----- Data provided -----
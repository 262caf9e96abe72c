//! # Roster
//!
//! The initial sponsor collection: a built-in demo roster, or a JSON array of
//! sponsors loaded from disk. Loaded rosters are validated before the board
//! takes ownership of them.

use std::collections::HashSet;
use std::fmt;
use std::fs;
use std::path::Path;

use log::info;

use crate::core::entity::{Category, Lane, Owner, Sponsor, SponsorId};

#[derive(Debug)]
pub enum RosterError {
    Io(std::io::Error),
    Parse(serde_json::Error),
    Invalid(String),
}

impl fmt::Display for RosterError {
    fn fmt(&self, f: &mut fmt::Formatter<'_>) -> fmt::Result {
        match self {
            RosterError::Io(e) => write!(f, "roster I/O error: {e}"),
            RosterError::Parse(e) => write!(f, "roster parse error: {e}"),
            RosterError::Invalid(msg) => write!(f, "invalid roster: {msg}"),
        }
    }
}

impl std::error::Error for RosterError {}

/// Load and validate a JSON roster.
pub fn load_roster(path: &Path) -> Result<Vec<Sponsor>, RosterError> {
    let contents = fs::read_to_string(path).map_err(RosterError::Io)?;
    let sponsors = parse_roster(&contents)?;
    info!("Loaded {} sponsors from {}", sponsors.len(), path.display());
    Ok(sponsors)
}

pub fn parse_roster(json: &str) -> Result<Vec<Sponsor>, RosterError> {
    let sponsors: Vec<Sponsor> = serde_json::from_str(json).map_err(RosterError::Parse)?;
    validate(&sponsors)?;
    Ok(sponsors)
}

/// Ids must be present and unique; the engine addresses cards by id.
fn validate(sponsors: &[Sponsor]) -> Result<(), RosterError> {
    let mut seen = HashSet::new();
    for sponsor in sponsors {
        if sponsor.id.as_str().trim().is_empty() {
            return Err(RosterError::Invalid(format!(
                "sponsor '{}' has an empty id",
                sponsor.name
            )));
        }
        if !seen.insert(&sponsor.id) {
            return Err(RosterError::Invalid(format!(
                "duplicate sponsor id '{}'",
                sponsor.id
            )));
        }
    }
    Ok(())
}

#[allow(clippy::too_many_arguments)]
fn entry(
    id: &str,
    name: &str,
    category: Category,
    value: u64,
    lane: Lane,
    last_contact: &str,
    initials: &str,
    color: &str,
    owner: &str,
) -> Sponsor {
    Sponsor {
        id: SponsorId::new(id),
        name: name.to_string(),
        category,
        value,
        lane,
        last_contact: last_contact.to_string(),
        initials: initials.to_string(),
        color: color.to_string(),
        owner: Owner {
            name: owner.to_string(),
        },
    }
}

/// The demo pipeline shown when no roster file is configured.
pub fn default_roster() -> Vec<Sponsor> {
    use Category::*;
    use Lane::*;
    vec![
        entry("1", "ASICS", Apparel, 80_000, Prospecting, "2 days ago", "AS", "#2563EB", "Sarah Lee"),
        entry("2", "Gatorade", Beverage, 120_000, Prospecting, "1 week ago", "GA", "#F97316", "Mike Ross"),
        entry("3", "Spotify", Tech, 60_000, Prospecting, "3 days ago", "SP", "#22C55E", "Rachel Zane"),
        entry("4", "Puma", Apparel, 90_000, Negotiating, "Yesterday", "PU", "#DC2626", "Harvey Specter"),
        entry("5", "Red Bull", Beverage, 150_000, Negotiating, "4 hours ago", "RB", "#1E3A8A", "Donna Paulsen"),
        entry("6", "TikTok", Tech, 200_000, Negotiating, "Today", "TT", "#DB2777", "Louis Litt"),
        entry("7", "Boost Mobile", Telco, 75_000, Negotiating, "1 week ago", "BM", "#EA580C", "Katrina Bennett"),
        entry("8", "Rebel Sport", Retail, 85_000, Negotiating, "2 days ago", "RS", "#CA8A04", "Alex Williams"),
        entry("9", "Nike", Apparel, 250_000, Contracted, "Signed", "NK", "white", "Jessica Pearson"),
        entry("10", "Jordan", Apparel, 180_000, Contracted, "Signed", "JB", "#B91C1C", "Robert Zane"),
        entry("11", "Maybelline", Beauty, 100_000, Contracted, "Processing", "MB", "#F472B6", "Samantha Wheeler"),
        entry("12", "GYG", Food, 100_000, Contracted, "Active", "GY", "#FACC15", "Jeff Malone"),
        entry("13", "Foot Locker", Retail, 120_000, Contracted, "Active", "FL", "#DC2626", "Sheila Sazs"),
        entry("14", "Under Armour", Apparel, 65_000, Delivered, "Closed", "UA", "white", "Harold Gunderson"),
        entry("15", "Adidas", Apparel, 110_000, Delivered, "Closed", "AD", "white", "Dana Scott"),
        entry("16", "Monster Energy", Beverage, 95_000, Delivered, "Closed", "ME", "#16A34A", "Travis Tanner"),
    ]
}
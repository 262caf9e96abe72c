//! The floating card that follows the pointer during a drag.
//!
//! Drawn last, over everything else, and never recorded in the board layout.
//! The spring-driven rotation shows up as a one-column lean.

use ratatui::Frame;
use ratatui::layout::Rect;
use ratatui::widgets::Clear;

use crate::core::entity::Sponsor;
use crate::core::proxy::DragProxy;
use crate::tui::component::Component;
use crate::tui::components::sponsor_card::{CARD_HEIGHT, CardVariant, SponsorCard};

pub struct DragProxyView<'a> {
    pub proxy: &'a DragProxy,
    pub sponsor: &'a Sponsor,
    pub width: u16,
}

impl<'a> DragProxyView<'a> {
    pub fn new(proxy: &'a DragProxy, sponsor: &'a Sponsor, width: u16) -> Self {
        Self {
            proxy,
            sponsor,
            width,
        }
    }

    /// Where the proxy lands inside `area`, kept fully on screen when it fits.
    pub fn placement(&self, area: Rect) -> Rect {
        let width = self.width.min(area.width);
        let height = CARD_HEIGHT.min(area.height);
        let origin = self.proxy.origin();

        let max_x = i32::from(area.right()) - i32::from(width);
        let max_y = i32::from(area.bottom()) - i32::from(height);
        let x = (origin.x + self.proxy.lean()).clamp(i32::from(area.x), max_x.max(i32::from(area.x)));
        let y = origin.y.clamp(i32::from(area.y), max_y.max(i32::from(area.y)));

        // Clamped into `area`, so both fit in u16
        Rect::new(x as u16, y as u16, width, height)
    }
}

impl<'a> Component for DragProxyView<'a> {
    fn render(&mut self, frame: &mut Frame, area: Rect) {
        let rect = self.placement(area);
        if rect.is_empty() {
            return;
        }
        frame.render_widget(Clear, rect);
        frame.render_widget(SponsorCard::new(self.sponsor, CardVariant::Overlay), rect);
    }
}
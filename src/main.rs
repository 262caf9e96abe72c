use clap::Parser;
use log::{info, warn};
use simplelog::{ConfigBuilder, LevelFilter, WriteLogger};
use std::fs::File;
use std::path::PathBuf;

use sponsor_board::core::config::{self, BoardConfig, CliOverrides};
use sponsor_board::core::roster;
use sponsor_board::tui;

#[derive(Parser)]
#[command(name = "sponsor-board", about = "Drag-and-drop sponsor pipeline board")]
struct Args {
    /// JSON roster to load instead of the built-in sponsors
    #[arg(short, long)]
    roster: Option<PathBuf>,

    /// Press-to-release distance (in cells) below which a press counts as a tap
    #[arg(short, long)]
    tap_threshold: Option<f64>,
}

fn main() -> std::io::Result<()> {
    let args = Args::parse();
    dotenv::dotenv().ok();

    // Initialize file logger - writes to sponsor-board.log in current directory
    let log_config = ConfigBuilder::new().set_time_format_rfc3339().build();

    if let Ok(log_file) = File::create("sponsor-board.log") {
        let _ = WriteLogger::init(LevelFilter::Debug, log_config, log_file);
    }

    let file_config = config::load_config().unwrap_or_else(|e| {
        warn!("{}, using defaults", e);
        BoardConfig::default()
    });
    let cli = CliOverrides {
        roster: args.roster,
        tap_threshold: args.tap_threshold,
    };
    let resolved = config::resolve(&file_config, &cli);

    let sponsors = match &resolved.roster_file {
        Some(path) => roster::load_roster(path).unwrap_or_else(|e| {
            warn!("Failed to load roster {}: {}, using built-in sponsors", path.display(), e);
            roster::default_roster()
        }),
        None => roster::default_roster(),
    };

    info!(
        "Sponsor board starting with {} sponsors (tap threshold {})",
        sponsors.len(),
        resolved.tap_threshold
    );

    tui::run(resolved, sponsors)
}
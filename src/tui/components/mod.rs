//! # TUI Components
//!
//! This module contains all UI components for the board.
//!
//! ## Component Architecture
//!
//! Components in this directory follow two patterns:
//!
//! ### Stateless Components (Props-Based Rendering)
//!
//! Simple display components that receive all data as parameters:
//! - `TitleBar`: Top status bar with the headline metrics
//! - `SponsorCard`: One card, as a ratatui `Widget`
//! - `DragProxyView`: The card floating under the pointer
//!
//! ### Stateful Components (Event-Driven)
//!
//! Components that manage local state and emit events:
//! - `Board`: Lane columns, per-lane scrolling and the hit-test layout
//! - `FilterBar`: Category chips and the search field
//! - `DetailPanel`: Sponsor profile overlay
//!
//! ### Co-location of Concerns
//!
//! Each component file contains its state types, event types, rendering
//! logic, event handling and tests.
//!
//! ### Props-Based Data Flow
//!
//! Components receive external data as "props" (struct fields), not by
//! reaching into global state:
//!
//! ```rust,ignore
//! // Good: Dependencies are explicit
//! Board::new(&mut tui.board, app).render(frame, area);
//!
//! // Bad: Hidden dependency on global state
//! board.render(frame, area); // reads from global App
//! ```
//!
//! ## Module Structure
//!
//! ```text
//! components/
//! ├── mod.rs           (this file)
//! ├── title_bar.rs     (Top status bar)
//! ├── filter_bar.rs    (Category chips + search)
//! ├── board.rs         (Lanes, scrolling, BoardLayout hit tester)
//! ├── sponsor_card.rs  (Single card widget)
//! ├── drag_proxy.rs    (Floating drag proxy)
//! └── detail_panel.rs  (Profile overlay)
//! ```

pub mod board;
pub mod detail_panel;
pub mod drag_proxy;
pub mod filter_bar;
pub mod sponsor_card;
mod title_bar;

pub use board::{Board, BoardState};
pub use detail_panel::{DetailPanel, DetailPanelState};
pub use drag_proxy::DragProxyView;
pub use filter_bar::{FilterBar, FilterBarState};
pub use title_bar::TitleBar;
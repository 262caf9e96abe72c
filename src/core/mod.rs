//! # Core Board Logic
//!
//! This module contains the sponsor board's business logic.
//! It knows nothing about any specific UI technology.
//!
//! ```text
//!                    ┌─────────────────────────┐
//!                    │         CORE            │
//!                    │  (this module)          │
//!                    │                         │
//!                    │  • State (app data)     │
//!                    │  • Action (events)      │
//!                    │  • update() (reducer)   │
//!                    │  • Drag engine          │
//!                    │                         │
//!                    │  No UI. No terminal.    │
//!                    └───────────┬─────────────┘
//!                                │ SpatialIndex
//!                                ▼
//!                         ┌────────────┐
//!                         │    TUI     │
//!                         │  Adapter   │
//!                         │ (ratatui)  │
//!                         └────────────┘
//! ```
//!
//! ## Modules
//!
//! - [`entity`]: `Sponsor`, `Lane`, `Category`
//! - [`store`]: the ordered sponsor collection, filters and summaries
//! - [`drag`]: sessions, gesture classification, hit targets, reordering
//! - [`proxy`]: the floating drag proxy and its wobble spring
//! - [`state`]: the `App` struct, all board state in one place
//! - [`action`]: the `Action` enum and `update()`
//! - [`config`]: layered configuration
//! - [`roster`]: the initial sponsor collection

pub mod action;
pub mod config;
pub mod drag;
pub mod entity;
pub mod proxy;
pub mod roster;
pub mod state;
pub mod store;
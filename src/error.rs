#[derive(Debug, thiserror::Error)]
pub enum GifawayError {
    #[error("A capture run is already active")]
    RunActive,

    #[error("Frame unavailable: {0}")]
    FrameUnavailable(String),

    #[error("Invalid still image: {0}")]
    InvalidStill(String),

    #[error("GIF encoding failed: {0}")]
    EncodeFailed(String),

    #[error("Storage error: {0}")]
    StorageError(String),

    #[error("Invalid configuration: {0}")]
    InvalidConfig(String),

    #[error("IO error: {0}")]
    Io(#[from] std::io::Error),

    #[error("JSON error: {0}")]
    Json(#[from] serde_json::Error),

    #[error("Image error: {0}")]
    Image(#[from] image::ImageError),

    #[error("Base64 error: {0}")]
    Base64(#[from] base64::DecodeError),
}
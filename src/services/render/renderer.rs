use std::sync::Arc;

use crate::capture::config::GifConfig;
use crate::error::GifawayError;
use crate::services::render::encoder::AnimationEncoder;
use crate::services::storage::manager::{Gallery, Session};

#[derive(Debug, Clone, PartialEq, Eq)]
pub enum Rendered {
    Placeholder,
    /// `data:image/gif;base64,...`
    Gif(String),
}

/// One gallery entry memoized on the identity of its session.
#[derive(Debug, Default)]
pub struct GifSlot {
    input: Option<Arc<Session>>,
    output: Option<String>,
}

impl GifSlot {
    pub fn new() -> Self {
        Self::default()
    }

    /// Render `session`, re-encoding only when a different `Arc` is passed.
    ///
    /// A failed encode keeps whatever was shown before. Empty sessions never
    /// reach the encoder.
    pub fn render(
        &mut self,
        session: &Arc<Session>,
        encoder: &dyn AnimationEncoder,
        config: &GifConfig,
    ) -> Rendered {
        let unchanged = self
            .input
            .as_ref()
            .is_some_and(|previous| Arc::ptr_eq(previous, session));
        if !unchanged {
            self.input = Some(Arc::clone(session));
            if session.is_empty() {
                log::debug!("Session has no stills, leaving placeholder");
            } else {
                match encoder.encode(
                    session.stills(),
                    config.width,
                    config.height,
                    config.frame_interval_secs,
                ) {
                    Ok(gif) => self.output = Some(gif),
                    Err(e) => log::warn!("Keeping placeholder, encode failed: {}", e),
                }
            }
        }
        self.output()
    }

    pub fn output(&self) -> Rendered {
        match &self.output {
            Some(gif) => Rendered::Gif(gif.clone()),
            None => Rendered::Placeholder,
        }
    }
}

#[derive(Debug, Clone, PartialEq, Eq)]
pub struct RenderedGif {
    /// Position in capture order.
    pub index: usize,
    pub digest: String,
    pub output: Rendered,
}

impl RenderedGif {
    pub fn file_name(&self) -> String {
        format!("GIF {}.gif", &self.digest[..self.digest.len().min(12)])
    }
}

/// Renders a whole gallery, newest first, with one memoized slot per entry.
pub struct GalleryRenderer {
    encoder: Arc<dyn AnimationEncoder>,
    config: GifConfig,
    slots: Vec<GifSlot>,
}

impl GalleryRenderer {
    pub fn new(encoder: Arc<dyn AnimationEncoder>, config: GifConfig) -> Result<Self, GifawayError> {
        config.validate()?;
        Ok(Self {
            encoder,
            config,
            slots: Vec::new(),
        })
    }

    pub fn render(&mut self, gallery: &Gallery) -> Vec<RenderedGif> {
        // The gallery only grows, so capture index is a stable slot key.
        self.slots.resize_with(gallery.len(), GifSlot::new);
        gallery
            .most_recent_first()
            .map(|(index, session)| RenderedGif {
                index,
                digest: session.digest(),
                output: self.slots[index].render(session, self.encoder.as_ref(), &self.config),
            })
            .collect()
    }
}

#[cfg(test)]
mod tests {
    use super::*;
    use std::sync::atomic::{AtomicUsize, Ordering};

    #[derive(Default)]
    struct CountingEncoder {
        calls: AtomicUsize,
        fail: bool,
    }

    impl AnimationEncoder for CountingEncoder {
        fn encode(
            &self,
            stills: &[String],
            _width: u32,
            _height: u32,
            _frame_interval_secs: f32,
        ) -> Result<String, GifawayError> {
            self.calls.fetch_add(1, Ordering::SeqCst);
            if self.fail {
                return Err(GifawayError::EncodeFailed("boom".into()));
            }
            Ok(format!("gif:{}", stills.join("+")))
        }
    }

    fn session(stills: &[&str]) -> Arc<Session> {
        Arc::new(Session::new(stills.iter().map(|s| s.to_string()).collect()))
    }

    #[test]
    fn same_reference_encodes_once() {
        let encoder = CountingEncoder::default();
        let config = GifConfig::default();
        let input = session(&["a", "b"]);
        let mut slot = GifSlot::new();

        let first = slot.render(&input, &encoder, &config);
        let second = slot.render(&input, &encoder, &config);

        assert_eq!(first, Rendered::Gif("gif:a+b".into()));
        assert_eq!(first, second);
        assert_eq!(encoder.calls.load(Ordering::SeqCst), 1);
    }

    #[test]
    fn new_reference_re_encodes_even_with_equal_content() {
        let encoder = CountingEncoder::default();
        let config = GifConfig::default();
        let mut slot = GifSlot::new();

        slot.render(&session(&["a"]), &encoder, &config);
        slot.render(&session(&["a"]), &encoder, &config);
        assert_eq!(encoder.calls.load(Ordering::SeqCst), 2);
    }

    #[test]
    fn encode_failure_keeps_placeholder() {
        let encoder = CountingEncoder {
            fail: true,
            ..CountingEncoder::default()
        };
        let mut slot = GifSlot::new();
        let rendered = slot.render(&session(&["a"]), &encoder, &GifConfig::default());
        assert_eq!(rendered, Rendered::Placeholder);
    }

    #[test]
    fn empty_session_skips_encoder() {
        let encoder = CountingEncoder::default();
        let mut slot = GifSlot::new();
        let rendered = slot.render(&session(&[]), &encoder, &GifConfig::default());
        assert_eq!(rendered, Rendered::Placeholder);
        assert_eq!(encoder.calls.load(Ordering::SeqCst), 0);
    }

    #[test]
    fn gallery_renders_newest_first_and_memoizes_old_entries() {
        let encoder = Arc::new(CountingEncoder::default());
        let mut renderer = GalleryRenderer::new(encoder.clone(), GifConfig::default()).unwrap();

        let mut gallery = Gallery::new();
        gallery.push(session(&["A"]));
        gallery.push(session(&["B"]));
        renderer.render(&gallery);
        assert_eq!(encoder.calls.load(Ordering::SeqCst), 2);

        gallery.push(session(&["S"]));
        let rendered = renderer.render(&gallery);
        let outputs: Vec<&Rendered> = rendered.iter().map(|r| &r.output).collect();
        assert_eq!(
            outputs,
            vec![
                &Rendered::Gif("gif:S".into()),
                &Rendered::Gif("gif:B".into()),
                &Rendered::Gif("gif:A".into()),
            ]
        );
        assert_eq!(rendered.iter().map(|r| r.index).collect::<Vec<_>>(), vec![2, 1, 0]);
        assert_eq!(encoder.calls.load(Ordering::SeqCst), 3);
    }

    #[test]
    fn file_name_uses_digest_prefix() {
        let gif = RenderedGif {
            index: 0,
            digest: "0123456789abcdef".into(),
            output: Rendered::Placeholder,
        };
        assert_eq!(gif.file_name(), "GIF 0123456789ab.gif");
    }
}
-----
*Required work:* Return, word for word, every line from the top of the entries down to the line that holds "ownership of them.", both included.

*Exercise result:*
repository 262caf9e96abe72c
//! # Roster
//!
//! The initial sponsor collection: a built-in demo roster, or a JSON array of
//! sponsors loaded from disk. Loaded rosters are validated before the board
//! takes ownership of them.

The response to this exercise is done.